For the past few months my Purple air II has been reporting less than 100 percent concordance between A and B. I’ve cleaned it out multiple times with a vacuum and even sprayed compressed air into the 8 holes. Both A and B data curves of pm2.5 basically look the same but the A line is always a bit higher than the B line. Does this mean that my A sensor is dirty/bad?

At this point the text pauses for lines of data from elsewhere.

//! Rendezvous point between the inbound dispatcher and one blocked operation.

use std::collections::VecDeque;
use std::sync::{Arc, Condvar, Mutex, MutexGuard, Weak};
use std::time::{Duration, Instant};

use crate::errors::BleError;
use crate::msg::BleMsg;

/// Records a listener buffers before the dispatcher has to wait.
pub const RECORD_CAPACITY: usize = 16;

/// Outcome of one [`BleListener::wait`] call.
#[derive(Debug)]
pub enum ListenerEvent {
    /// A failure broadcast to every listener.
    Error(BleError),
    /// The next correlated record.
    Record(BleMsg),
    /// The owner's abort signal fired.
    Aborted,
    /// Nothing arrived before the deadline.
    TimedOut,
}

#[derive(Debug, Default)]
struct Mailbox {
    records: VecDeque<BleMsg>,
    error: Option<BleError>,
    acked: bool,
    aborted: bool,
    closed: bool,
}

/// Per-operation mailbox holding a bounded record queue and a one-slot error
/// queue.
///
/// The dispatcher is the only writer of the record queue. Error delivery comes
/// from [`BleDispatcher::error_all`](super::BleDispatcher::error_all).
#[derive(Debug)]
pub struct BleListener {
    mailbox: Mutex<Mailbox>,
    changed: Condvar,
    capacity: usize,
}

impl Default for BleListener {
    fn default() -> Self {
        Self::new()
    }
}

impl BleListener {
    /// Creates a listener with the standard record capacity.
    #[must_use]
    pub fn new() -> Self {
        Self::with_capacity(RECORD_CAPACITY)
    }

    /// Creates a listener buffering at most `capacity` records.
    #[must_use]
    pub fn with_capacity(capacity: usize) -> Self {
        Self {
            mailbox: Mutex::new(Mailbox::default()),
            changed: Condvar::new(),
            capacity: capacity.max(1),
        }
    }

    fn lock(&self) -> MutexGuard<'_, Mailbox> {
        self.mailbox
            .lock()
            .unwrap_or_else(|poison| poison.into_inner())
    }

    /// Queues a record, waiting while the queue is full.
    ///
    /// Returns `false` when the listener was closed before space became
    /// available; the record is then discarded.
    pub(crate) fn deliver(&self, msg: BleMsg) -> bool {
        let mut mailbox = self.lock();
        while mailbox.records.len() >= self.capacity && !mailbox.closed {
            mailbox = self
                .changed
                .wait(mailbox)
                .unwrap_or_else(|poison| poison.into_inner());
        }
        if mailbox.closed {
            return false;
        }
        mailbox.records.push_back(msg);
        self.changed.notify_all();
        true
    }

    /// Places `error` in the error slot unless one is already pending.
    pub(crate) fn fail(&self, error: BleError) -> bool {
        let mut mailbox = self.lock();
        if mailbox.error.is_some() {
            return false;
        }
        mailbox.error = Some(error);
        self.changed.notify_all();
        true
    }

    /// Wakes the owner with [`ListenerEvent::Aborted`].
    pub fn abort(&self) {
        let mut mailbox = self.lock();
        mailbox.aborted = true;
        self.changed.notify_all();
    }

    /// Marks the listener deregistered and releases a blocked dispatcher.
    pub(crate) fn close(&self) {
        let mut mailbox = self.lock();
        mailbox.closed = true;
        self.changed.notify_all();
    }

    /// Records that the request's acknowledgement arrived.
    pub fn set_acked(&self) {
        self.lock().acked = true;
    }

    /// Whether the request's acknowledgement has arrived.
    #[must_use]
    pub fn acked(&self) -> bool {
        self.lock().acked
    }

    /// Number of records waiting to be consumed.
    #[must_use]
    pub fn pending(&self) -> usize {
        self.lock().records.len()
    }

    /// Blocks until an event is ready or `timeout` elapses.
    ///
    /// When several sources are ready at once the error wins, then the oldest
    /// record, then the abort signal.
    pub fn wait(&self, timeout: Duration) -> ListenerEvent {
        let deadline = Instant::now() + timeout;
        let mut mailbox = self.lock();
        loop {
            if let Some(error) = mailbox.error.take() {
                return ListenerEvent::Error(error);
            }
            if let Some(msg) = mailbox.records.pop_front() {
                self.changed.notify_all();
                return ListenerEvent::Record(msg);
            }
            if mailbox.aborted {
                return ListenerEvent::Aborted;
            }
            let now = Instant::now();
            if now >= deadline {
                return ListenerEvent::TimedOut;
            }
            mailbox = self
                .changed
                .wait_timeout(mailbox, deadline - now)
                .map(|(guard, _)| guard)
                .unwrap_or_else(|poison| poison.into_inner().0);
        }
    }
}

/// External cancellation handle for long-running waits such as scans.
///
/// The signal may fire before the listener it guards exists; attaching a
/// listener afterwards aborts it immediately.
#[derive(Debug, Clone, Default)]
pub struct AbortSignal {
    inner: Arc<Mutex<AbortState>>,
}

#[derive(Debug, Default)]
struct AbortState {
    fired: bool,
    listener: Option<Weak<BleListener>>,
}

impl AbortSignal {
    /// Creates an untriggered signal.
    #[must_use]
    pub fn new() -> Self {
        Self::default()
    }

    /// Fires the signal, waking the attached listener if any.
    pub fn trigger(&self) {
        let listener = {
            let mut state = self
                .inner
                .lock()
                .unwrap_or_else(|poison| poison.into_inner());
            state.fired = true;
            state.listener.as_ref().and_then(Weak::upgrade)
        };
        if let Some(listener) = listener {
            listener.abort();
        }
    }

    /// Whether [`trigger`](Self::trigger) has been called.
    #[must_use]
    pub fn is_triggered(&self) -> bool {
        self.inner
            .lock()
            .unwrap_or_else(|poison| poison.into_inner())
            .fired
    }

    pub(crate) fn attach(&self, listener: &Arc<BleListener>) {
        let fired = {
            let mut state = self
                .inner
                .lock()
                .unwrap_or_else(|poison| poison.into_inner());
            state.listener = Some(Arc::downgrade(listener));
            state.fired
        };
        if fired {
            listener.abort();
        }
    }
}

#[cfg(test)]
mod tests {
    use std::thread;

    use rstest::rstest;

    use super::*;
    use crate::msg::{MsgType, StatusRsp};

    fn ack(status: i32) -> BleMsg {
        BleMsg::WriteCmdRsp(StatusRsp { status })
    }

    #[rstest]
    fn times_out_when_nothing_arrives() {
        let listener = BleListener::new();

        assert!(matches!(
            listener.wait(Duration::from_millis(10)),
            ListenerEvent::TimedOut
        ));
    }

    #[rstest]
    fn records_are_returned_in_arrival_order() {
        let listener = BleListener::new();
        assert!(listener.deliver(ack(1)));
        assert!(listener.deliver(ack(2)));

        for expected in [1, 2] {
            match listener.wait(Duration::from_millis(10)) {
                ListenerEvent::Record(msg) => {
                    assert_eq!(msg.ack_status(MsgType::WriteCmd), Some(expected));
                }
                other => panic!("expected record, got {other:?}"),
            }
        }
    }

    #[rstest]
    fn error_takes_precedence_over_records_and_abort() {
        let listener = BleListener::new();
        assert!(listener.deliver(ack(0)));
        listener.abort();
        assert!(listener.fail(BleError::link("closed")));

        assert!(matches!(
            listener.wait(Duration::from_millis(10)),
            ListenerEvent::Error(BleError::Link { .. })
        ));
        assert!(matches!(
            listener.wait(Duration::from_millis(10)),
            ListenerEvent::Record(_)
        ));
        assert!(matches!(
            listener.wait(Duration::from_millis(10)),
            ListenerEvent::Aborted
        ));
    }

    #[rstest]
    fn error_slot_holds_a_single_error() {
        let listener = BleListener::new();

        assert!(listener.fail(BleError::link("first")));
        assert!(!listener.fail(BleError::link("second")));
        match listener.wait(Duration::from_millis(10)) {
            ListenerEvent::Error(BleError::Link { reason }) => assert_eq!(reason, "first"),
            other => panic!("expected first error, got {other:?}"),
        }
    }

    #[rstest]
    fn full_queue_blocks_until_consumed() {
        let listener = Arc::new(BleListener::with_capacity(1));
        assert!(listener.deliver(ack(1)));

        let producer = {
            let listener = Arc::clone(&listener);
            thread::spawn(move || listener.deliver(ack(2)))
        };
        thread::sleep(Duration::from_millis(20));
        assert_eq!(listener.pending(), 1);

        assert!(matches!(
            listener.wait(Duration::from_millis(10)),
            ListenerEvent::Record(_)
        ));
        assert!(producer.join().expect("producer panicked"));
        assert_eq!(listener.pending(), 1);
    }

    #[rstest]
    fn closing_releases_a_blocked_producer() {
        let listener = Arc::new(BleListener::with_capacity(1));
        assert!(listener.deliver(ack(1)));

        let producer = {
            let listener = Arc::clone(&listener);
            thread::spawn(move || listener.deliver(ack(2)))
        };
        thread::sleep(Duration::from_millis(20));
        listener.close();

        assert!(!producer.join().expect("producer panicked"));
    }

    #[rstest]
    fn abort_signal_fired_before_attach_still_aborts() {
        let signal = AbortSignal::new();
        signal.trigger();
        let listener = Arc::new(BleListener::new());
        signal.attach(&listener);

        assert!(signal.is_triggered());
        assert!(matches!(
            listener.wait(Duration::from_millis(10)),
            ListenerEvent::Aborted
        ));
    }

    #[rstest]
    fn acked_flag_is_sticky() {
        let listener = BleListener::new();
        assert!(!listener.acked());

        listener.set_acked();

        assert!(listener.acked());
    }
}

When is it time to replace the sensors?
I am sharing the general steps we do in case this could help your decision:
We like to do a linear regression of channel A (x-axis) and channel B (y-axis).

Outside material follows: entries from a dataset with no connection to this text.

//! Process-wide `tracing` subscriber for applications embedding the client.

use std::io::{self, IsTerminal};

use nmble_config::{Config, LogFormat};
use once_cell::sync::OnceCell;
use tracing::{Subscriber, subscriber::SetGlobalDefaultError};
use tracing_subscriber::EnvFilter;
use tracing_subscriber::fmt;

static TELEMETRY_GUARD: OnceCell<()> = OnceCell::new();

/// Proof that the global subscriber is installed.
#[derive(Debug, Default, Clone, Copy)]
pub struct TelemetryHandle;

/// Errors encountered while configuring telemetry.
#[derive(Debug, thiserror::Error)]
pub enum TelemetryError {
    /// The configured filter expression does not parse.
    #[error("invalid log filter: {0}")]
    Filter(String),
    /// Another subscriber was already installed.
    #[error("failed to install telemetry subscriber: {0}")]
    Subscriber(SetGlobalDefaultError),
}

/// Installs the global subscriber on first use.
///
/// Later calls return a handle without reconfiguring anything, so libraries
/// and tests may call this freely.
///
/// # Errors
///
/// Returns [`TelemetryError`] when the filter is invalid or another global
/// subscriber is already in place.
///
/// # Examples
///
/// ```rust
/// use nmble::telemetry;
/// use nmble_config::Config;
///
/// # fn main() -> Result<(), nmble::telemetry::TelemetryError> {
/// let config = Config::default();
/// let _first = telemetry::initialise(&config)?;
/// let _second = telemetry::initialise(&config)?;
/// # Ok(())
/// # }
/// ```
pub fn initialise(config: &Config) -> Result<TelemetryHandle, TelemetryError> {
    TELEMETRY_GUARD
        .get_or_try_init(|| install_subscriber(config))
        .map(|_| TelemetryHandle)
}

fn env_filter(config: &Config) -> Result<EnvFilter, TelemetryError> {
    EnvFilter::try_new(config.log_filter())
        .map_err(|error| TelemetryError::Filter(error.to_string()))
}

fn install_subscriber(config: &Config) -> Result<(), TelemetryError> {
    let filter = env_filter(config)?;

    // Reader and connect-watcher threads are named, so keep names in output.
    let builder = |filter: EnvFilter| {
        fmt::Subscriber::builder()
            .with_env_filter(filter)
            .with_target(true)
            .with_level(true)
            .with_thread_names(true)
            .with_writer(io::stderr)
            .with_ansi(io::stderr().is_terminal())
            .with_timer(fmt::time::UtcTime::rfc_3339())
    };

    let subscriber: Box<dyn Subscriber + Send + Sync> = match config.log_format() {
        LogFormat::Json => Box::new(builder(filter).json().flatten_event(true).finish()),
        LogFormat::Compact => Box::new(builder(filter).compact().finish()),
    };

    tracing::subscriber::set_global_default(subscriber).map_err(TelemetryError::Subscriber)
}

We have seen one channel report slightly higher then the other but have an R2 >0.9.
This is considered ‘good’ for a PurpleAir sensor.

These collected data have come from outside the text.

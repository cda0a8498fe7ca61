use std::time::Duration;

use camino::Utf8PathBuf;

/// Executable launched when no bridge command is configured.
pub const DEFAULT_BRIDGE_COMMAND: &str = "blehostd";

/// Milliseconds an operation waits for a correlated record before timing out.
pub const DEFAULT_RESPONSE_TIMEOUT_MS: u64 = 10_000;

/// Default log filter expression.
pub const DEFAULT_LOG_FILTER: &str = "info";

/// Default bridge executable path.
pub fn default_bridge_command() -> Utf8PathBuf {
    Utf8PathBuf::from(DEFAULT_BRIDGE_COMMAND)
}

/// Default response timeout as a [`Duration`].
pub fn default_response_timeout() -> Duration {
    Duration::from_millis(DEFAULT_RESPONSE_TIMEOUT_MS)
}

/// Default log filter expression.
pub fn default_log_filter() -> &'static str {
    DEFAULT_LOG_FILTER
}

/// Owned log filter value used where allocation is required (e.g. serde).
pub fn default_log_filter_string() -> String {
    DEFAULT_LOG_FILTER.to_string()
}

/// Default logging format.
pub fn default_log_format() -> crate::logging::LogFormat {
    crate::logging::LogFormat::Json
}
//! Framed byte transport to the bridge process.
//!
//! Records travel over the bridge's byte stream with a simple header framing:
//! ```text
//! Content-Length: <length>\r\n
//! \r\n
//! <payload>
//! ```

use std::io::{BufRead, BufReader, BufWriter, Read, Write};
use std::sync::Mutex;

use crate::errors::TransportError;

/// Outbound half of the link: transmits one serialised request.
pub trait Transmit: Send + Sync {
    /// Sends `payload` as one frame.
    ///
    /// # Errors
    ///
    /// Returns a [`TransportError`] when the frame could not be written.
    fn tx(&self, payload: &[u8]) -> Result<(), TransportError>;
}

impl<T: Transmit + ?Sized> Transmit for std::sync::Arc<T> {
    fn tx(&self, payload: &[u8]) -> Result<(), TransportError> {
        (**self).tx(payload)
    }
}

/// Writes framed messages; concurrent senders are serialised.
pub struct FrameWriter<W: Write> {
    writer: Mutex<BufWriter<W>>,
}

impl<W: Write> FrameWriter<W> {
    /// Wraps a byte sink.
    #[must_use]
    pub fn new(writer: W) -> Self {
        Self {
            writer: Mutex::new(BufWriter::new(writer)),
        }
    }

    /// Sends a framed message.
    ///
    /// # Errors
    ///
    /// Returns `TransportError::Io` if writing to the sink fails.
    pub fn send(&self, message: &[u8]) -> Result<(), TransportError> {
        let mut writer = self
            .writer
            .lock()
            .unwrap_or_else(|poison| poison.into_inner());
        let header = format!("Content-Length: {}\r\n\r\n", message.len());
        writer.write_all(header.as_bytes())?;
        writer.write_all(message)?;
        writer.flush()?;
        Ok(())
    }

    /// Unwraps the sink, flushing buffered bytes.
    ///
    /// # Errors
    ///
    /// Returns `TransportError::Io` if the final flush fails.
    pub fn into_inner(self) -> Result<W, TransportError> {
        let writer = self
            .writer
            .into_inner()
            .unwrap_or_else(|poison| poison.into_inner());
        writer
            .into_inner()
            .map_err(|error| TransportError::Io(error.into_error()))
    }
}

impl<W: Write + Send> Transmit for FrameWriter<W> {
    fn tx(&self, payload: &[u8]) -> Result<(), TransportError> {
        self.send(payload)
    }
}

/// Reads framed messages from a byte source.
pub struct FrameReader<R: Read> {
    reader: BufReader<R>,
}

impl<R: Read> FrameReader<R> {
    /// Wraps a byte source.
    #[must_use]
    pub fn new(reader: R) -> Self {
        Self {
            reader: BufReader::new(reader),
        }
    }

    /// Receives one framed message (blocks until complete).
    ///
    /// # Errors
    ///
    /// Returns `TransportError::MissingContentLength` if no Content-Length header is found.
    /// Returns `TransportError::Io` if reading fails or the stream ends.
    pub fn receive(&mut self) -> Result<Vec<u8>, TransportError> {
        let content_length = self.read_headers()?;
        let mut content = vec![0u8; content_length];
        self.reader.read_exact(&mut content)?;
        Ok(content)
    }

    /// Reads headers and extracts the Content-Length value.
    fn read_headers(&mut self) -> Result<usize, TransportError> {
        let mut content_length: Option<usize> = None;

        loop {
            let mut line = String::new();
            let bytes_read = self.reader.read_line(&mut line)?;
            if bytes_read == 0 {
                return Err(TransportError::Io(std::io::Error::new(
                    std::io::ErrorKind::UnexpectedEof,
                    "connection closed while reading headers",
                )));
            }

            let trimmed = line.trim();
            if trimmed.is_empty() {
                break;
            }

            if let Some(value) = trimmed.strip_prefix("Content-Length: ") {
                content_length = Some(value.parse().map_err(|_| TransportError::InvalidHeader)?);
            }
        }

        content_length.ok_or(TransportError::MissingContentLength)
    }
}
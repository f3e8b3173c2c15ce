//! Logging setup for contrail-registry.
//!
//! Console output goes to stderr so command results on stdout stay clean.
//! File output is optional and rolls `contrail-registry.log` in the log
//! directory (`~/contrail/logs` unless configured).

use std::path::PathBuf;
use std::str::FromStr;

use tracing::Level;
use tracing_appender::non_blocking::WorkerGuard;
use tracing_appender::rolling::{RollingFileAppender, Rotation};
use tracing_subscriber::layer::SubscriberExt;
use tracing_subscriber::util::SubscriberInitExt;
use tracing_subscriber::{EnvFilter, Layer, Registry, fmt};

/// Root log file name
pub const LOG_FILE_NAME: &str = "contrail-registry.log";

/// Log rotation policy
#[derive(Debug, Clone, Copy, Default, PartialEq, Eq)]
pub enum LogRotation {
    /// Rotate daily (default)
    #[default]
    Daily,
    /// Rotate hourly
    Hourly,
    /// Never rotate (single file)
    Never,
}

impl From<LogRotation> for Rotation {
    fn from(rotation: LogRotation) -> Self {
        match rotation {
            LogRotation::Daily => Rotation::DAILY,
            LogRotation::Hourly => Rotation::HOURLY,
            LogRotation::Never => Rotation::NEVER,
        }
    }
}

impl FromStr for LogRotation {
    type Err = String;

    fn from_str(s: &str) -> Result<Self, Self::Err> {
        match s.to_lowercase().as_str() {
            "daily" => Ok(LogRotation::Daily),
            "hourly" => Ok(LogRotation::Hourly),
            "never" => Ok(LogRotation::Never),
            _ => Err(format!("Invalid log rotation: {}", s)),
        }
    }
}

fn default_log_dir() -> PathBuf {
    let home = std::env::var("HOME").unwrap_or_else(|_| "/tmp".to_string());
    PathBuf::from(format!("{}/contrail/logs", home))
}

/// Logging configuration for the whole process.
#[derive(Debug, Clone)]
pub struct LoggingConfig {
    /// Base log directory
    pub log_dir: PathBuf,
    /// Enable console output
    pub console_output: bool,
    /// Console log level
    pub console_level: Level,
    /// Enable file logging
    pub file_logging: bool,
    /// Default log level for files
    pub file_level: Level,
    /// Log rotation policy
    pub rotation: LogRotation,
}

impl Default for LoggingConfig {
    fn default() -> Self {
        Self {
            log_dir: default_log_dir(),
            console_output: true,
            console_level: Level::INFO,
            file_logging: false,
            file_level: Level::INFO,
            rotation: LogRotation::Daily,
        }
    }
}

impl LoggingConfig {
    /// Create from application configuration.
    pub fn from_config(
        log_dir: Option<String>,
        console_output: bool,
        file_logging: bool,
        level: String,
        rotation: LogRotation,
    ) -> Self {
        let log_dir = log_dir.map(PathBuf::from).unwrap_or_else(default_log_dir);
        let level = level.parse().unwrap_or(Level::INFO);

        Self {
            log_dir,
            console_output,
            console_level: level,
            file_logging,
            file_level: level,
            rotation,
        }
    }
}

/// Keeps the non-blocking file writer alive.
///
/// Dropping it flushes any buffered log lines, so hold it until exit.
pub struct LoggingGuard {
    _file_guard: Option<WorkerGuard>,
}

/// Install the global tracing subscriber.
///
/// `RUST_LOG` takes precedence over the configured levels.
pub fn init_logging(config: &LoggingConfig) -> anyhow::Result<LoggingGuard> {
    let mut layers: Vec<Box<dyn Layer<Registry> + Send + Sync>> = Vec::new();
    let mut file_guard = None;

    if config.console_output {
        let filter = EnvFilter::try_from_default_env()
            .unwrap_or_else(|_| EnvFilter::new(config.console_level.to_string()));
        let console_layer = fmt::layer()
            .with_writer(std::io::stderr)
            .with_target(true)
            .with_filter(filter);
        layers.push(Box::new(console_layer));
    }

    if config.file_logging {
        std::fs::create_dir_all(&config.log_dir)?;
        let appender =
            RollingFileAppender::new(config.rotation.into(), &config.log_dir, LOG_FILE_NAME);
        let (nb, guard) = tracing_appender::non_blocking(appender);
        file_guard = Some(guard);

        let filter = EnvFilter::try_from_default_env()
            .unwrap_or_else(|_| EnvFilter::new(config.file_level.to_string()));
        let file_layer = fmt::layer()
            .with_writer(nb)
            .with_target(true)
            .with_thread_names(true)
            .with_file(true)
            .with_line_number(true)
            .with_ansi(false)
            .with_filter(filter);
        layers.push(Box::new(file_layer));
    }

    Registry::default()
        .with(layers)
        .try_init()
        .map_err(|e| anyhow::anyhow!("Failed to initialize logging: {}", e))?;

    if config.file_logging {
        tracing::debug!(
            log_dir = %config.log_dir.display(),
            "File logging initialized: {}",
            LOG_FILE_NAME
        );
    }

    Ok(LoggingGuard {
        _file_guard: file_guard,
    })
}

#[cfg(test)]
mod tests {
    use super::*;

    #[test]
    fn test_from_config_parses_level() {
        let config = LoggingConfig::from_config(
            Some("/var/log/contrail".to_string()),
            true,
            true,
            "debug".to_string(),
            LogRotation::Never,
        );
        assert_eq!(config.log_dir, PathBuf::from("/var/log/contrail"));
        assert_eq!(config.console_level, Level::DEBUG);
        assert_eq!(config.file_level, Level::DEBUG);
        assert_eq!(config.rotation, LogRotation::Never);
    }

    #[test]
    fn test_invalid_level_falls_back_to_info() {
        let config =
            LoggingConfig::from_config(None, true, false, "loud".to_string(), LogRotation::Daily);
        assert_eq!(config.console_level, Level::INFO);
        assert!(config.log_dir.ends_with("contrail/logs"));
    }

    #[test]
    fn test_rotation_parse() {
        assert_eq!("HOURLY".parse::<LogRotation>(), Ok(LogRotation::Hourly));
        assert_eq!("never".parse::<LogRotation>(), Ok(LogRotation::Never));
        assert!("weekly".parse::<LogRotation>().is_err());
    }

    #[test]
    fn test_default_has_no_file_logging() {
        let config = LoggingConfig::default();
        assert!(config.console_output);
        assert!(!config.file_logging);
    }
}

If the R2 is <0.7 for a prolonged period of time (typically more than 2 weeks), 1st cleaning and then replacement if cleaning doesn’t improve the R2 value.
Another consideration for replacement is if one of the channels gets stuck on reporting very high values (>1000) for PM2.5.
Note, one can replace the laser counters instead of the whole sensor. The procedure on how to do that is in other community forum posts.
Thanks. It’s been stuck at 88 to 94 percent no matter how much cleaning I do.
I’m wondering if I should pull out the sensors as if I was replacing them and clean them out when they are out of the white shell? And then if that doesn’t help then replace them…m. I bet there’s a bug or something stuck in there.
I took it apart and gave it a thorough cleaning and a good suction with the vacuum cleaner. How long should I wait before declaring success or failure?
just as a follow up I took it apart and gave it a good cleaning with my vacuum cleaner, and now it’s reporting even lower – 74%. I ordered new laser counters, coming tomorrow. We’ll see how that fairs. I think it’s been several years since I’ve installed them, so maybe it’s time…
Is there a way for me to send back the counters to purple air (I can pay for shipping) and have them conduct a post-mortem, or is that not helpful for anyone?
Hi, I may be a bit late in replying. We have some generalized criteria for the R2 of the channel A and B scatter plot with linear regression. If an R2 >= 0.9; we’ve been considering that ‘good’; an R2<0.9 but >0.7 something to watch, and if prolonged R2<.7 likely need to clean and/ or replace. We typically do a channel A / B linear regression weekly.
Here is a another good resource page on the community forum:
it’s up to 96%. By R2>=0.9, does that translate to the 90%+ reported by the Purple Air? (ie if mine is reporting 96%, then R2 = 0.96?
Hi Eric,
I do not know how PurpleAir calculates their confidence score - the % you see reported.
They do need two counters to determine a confidence score, a channel A and B.
The confidence score may be related to the R2 of a linear regression analysis. I did a quick search in the community forum and didn’t see an answer as to how the confidence score is calculated, just that high is ‘good’ and low means likely a problem with one or both channels. Perhaps a question for PurpleAir as to how the confidence score is calculated.